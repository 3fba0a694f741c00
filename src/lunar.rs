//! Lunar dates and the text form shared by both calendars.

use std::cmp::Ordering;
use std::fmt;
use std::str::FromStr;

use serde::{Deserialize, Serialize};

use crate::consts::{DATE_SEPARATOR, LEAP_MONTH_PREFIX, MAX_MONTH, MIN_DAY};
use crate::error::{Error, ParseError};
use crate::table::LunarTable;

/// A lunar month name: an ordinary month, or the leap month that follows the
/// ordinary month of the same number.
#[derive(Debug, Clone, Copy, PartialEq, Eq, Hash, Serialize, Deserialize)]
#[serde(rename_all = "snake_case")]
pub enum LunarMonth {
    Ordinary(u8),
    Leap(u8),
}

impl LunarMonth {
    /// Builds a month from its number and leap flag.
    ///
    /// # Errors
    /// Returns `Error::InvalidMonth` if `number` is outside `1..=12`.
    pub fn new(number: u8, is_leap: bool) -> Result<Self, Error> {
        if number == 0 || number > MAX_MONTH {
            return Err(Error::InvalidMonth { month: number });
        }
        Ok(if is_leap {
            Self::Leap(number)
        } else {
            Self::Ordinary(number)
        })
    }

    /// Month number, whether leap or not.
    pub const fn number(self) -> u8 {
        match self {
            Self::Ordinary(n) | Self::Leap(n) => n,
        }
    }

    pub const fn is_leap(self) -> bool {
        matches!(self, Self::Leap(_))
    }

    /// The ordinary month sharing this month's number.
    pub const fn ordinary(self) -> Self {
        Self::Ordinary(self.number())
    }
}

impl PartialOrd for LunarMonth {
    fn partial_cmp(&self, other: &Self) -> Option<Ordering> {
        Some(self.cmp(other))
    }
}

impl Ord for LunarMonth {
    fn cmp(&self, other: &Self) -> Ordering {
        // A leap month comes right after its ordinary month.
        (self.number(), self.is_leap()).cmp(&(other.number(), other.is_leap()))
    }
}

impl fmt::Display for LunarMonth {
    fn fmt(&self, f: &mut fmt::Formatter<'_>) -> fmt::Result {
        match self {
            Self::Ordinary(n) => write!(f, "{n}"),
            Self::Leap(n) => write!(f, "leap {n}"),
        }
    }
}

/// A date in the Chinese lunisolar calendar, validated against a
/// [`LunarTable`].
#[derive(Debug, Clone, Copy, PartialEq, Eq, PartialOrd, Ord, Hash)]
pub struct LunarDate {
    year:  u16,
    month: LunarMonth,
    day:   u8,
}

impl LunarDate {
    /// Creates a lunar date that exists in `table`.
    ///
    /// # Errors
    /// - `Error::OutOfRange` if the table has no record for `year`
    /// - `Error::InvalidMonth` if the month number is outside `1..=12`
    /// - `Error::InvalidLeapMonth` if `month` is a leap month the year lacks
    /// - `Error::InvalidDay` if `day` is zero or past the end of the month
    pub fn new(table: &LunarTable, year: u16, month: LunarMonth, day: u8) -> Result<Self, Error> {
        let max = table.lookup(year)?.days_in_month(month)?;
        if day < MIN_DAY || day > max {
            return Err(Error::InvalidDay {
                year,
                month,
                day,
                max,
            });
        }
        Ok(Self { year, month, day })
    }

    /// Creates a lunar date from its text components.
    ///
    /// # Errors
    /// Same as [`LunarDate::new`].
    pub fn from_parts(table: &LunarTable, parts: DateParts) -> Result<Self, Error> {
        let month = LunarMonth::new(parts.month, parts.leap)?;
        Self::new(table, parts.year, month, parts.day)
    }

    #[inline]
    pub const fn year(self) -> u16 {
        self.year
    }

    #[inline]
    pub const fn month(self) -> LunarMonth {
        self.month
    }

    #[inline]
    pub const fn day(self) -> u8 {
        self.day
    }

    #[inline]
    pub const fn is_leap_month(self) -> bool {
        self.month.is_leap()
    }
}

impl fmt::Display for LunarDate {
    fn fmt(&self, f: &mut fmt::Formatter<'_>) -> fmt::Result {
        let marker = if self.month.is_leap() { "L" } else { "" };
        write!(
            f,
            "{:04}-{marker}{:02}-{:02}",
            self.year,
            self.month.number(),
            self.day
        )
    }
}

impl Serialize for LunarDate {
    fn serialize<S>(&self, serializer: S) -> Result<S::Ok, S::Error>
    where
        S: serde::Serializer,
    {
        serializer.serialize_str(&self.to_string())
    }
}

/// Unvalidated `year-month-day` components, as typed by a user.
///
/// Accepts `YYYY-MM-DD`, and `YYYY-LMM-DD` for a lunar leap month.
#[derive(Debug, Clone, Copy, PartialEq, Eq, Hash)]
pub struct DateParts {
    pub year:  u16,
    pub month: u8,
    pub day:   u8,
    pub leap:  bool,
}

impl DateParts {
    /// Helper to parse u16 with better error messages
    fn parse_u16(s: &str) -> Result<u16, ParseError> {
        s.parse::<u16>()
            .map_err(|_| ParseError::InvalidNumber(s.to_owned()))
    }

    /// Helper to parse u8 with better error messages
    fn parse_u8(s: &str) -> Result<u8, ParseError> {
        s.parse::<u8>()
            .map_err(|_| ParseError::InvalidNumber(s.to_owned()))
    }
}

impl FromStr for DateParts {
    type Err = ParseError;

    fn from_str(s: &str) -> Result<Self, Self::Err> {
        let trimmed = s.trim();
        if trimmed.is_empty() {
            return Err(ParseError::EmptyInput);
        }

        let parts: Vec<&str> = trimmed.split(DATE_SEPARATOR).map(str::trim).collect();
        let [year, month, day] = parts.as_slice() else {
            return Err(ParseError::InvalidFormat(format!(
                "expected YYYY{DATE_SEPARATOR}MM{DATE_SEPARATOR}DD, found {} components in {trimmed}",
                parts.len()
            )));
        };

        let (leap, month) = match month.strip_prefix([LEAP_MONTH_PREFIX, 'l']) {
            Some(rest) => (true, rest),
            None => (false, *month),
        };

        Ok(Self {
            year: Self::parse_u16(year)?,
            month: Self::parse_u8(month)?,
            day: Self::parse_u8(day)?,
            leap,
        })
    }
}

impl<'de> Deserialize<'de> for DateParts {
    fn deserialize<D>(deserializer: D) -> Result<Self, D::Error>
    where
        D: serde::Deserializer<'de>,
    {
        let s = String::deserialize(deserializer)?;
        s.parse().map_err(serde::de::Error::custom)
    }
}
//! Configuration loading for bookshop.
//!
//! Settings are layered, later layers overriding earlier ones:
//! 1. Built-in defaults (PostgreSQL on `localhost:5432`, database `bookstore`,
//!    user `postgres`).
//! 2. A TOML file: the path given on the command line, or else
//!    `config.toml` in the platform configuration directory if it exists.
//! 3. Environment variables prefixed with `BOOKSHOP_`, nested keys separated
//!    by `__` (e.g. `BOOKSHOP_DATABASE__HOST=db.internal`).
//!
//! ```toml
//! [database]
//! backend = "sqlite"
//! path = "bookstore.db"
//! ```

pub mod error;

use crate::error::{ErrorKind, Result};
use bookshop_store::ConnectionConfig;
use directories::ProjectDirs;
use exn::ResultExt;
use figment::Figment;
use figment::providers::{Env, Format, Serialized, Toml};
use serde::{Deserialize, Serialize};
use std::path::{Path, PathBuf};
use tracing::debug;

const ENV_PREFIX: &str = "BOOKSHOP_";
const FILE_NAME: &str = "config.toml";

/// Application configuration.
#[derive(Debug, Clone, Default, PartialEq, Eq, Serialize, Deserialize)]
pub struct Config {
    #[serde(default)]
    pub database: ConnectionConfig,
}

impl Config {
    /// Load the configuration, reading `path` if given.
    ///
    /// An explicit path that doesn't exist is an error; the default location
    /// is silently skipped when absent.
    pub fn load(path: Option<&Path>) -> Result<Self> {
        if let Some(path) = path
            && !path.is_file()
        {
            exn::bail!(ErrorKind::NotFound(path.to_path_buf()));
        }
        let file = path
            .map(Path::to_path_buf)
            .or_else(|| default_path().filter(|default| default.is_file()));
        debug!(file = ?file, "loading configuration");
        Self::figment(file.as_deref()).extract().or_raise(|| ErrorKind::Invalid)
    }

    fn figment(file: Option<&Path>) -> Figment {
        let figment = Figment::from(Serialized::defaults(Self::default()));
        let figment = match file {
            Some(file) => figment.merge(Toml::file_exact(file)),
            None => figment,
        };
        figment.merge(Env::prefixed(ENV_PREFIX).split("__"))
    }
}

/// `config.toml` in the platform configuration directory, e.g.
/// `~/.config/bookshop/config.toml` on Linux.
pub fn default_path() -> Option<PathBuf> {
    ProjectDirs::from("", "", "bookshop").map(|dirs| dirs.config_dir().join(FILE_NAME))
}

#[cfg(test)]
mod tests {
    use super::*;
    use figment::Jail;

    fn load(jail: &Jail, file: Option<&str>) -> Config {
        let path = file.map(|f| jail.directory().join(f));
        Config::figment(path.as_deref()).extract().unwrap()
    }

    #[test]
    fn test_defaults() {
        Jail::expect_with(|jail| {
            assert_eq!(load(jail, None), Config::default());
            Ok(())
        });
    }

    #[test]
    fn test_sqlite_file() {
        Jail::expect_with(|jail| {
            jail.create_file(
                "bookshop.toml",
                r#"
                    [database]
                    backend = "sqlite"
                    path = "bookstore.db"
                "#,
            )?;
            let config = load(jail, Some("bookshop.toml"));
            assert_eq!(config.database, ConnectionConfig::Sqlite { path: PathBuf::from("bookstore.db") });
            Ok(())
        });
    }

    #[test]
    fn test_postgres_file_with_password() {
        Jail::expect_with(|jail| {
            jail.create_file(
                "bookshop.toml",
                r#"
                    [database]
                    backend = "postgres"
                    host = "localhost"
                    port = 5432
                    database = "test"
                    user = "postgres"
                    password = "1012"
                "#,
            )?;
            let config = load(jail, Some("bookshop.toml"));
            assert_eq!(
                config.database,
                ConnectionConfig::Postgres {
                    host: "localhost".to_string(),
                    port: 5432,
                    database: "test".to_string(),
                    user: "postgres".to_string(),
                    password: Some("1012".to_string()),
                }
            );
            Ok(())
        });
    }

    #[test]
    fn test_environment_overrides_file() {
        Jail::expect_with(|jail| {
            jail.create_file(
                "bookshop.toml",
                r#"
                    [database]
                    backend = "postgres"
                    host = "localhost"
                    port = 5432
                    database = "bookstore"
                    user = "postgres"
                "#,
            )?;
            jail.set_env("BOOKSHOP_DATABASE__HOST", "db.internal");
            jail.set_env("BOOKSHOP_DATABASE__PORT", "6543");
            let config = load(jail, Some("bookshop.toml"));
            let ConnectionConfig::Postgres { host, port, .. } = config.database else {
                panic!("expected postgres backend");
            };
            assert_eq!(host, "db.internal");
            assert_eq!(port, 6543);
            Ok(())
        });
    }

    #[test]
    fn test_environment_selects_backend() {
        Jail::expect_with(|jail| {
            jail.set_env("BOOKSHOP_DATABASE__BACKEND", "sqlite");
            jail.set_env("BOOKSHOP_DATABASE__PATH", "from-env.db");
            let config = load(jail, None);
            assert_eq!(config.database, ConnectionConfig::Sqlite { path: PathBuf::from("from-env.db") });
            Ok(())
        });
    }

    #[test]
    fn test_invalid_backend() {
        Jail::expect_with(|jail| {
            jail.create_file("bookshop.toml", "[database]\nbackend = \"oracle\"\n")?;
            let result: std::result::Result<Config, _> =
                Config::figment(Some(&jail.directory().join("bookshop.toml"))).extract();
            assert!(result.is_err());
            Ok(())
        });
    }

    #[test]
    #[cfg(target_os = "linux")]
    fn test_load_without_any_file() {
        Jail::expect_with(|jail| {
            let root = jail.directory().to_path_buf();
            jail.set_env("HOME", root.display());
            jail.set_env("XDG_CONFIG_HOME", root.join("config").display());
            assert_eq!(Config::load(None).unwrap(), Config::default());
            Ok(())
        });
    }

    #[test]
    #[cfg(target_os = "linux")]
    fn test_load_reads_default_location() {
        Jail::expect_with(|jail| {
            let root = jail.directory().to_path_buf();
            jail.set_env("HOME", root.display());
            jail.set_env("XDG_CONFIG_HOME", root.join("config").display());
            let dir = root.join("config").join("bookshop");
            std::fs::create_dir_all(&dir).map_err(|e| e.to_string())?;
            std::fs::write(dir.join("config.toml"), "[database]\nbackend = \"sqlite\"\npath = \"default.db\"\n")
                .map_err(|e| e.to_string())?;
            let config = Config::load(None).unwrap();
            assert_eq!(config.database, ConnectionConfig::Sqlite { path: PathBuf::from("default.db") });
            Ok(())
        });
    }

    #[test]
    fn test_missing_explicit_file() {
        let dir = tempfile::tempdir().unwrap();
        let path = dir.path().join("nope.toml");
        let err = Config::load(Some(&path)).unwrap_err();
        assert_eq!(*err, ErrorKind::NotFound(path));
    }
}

▶ _ASSIGNED TASK_
Transcribe, with no changes, the listing above from its first line through the line with "that follows the", including that line, and stop once it is done.

▶ _ANSWER FOR THIS EXERCISE_
repository 3fba0a694f741c00
filename src/lunar.rs
//! Lunar dates and the text form shared by both calendars.

use std::cmp::Ordering;
use std::fmt;
use std::str::FromStr;

use serde::{Deserialize, Serialize};

use crate::consts::{DATE_SEPARATOR, LEAP_MONTH_PREFIX, MAX_MONTH, MIN_DAY};
use crate::error::{Error, ParseError};
use crate::table::LunarTable;

/// A lunar month name: an ordinary month, or the leap month that follows the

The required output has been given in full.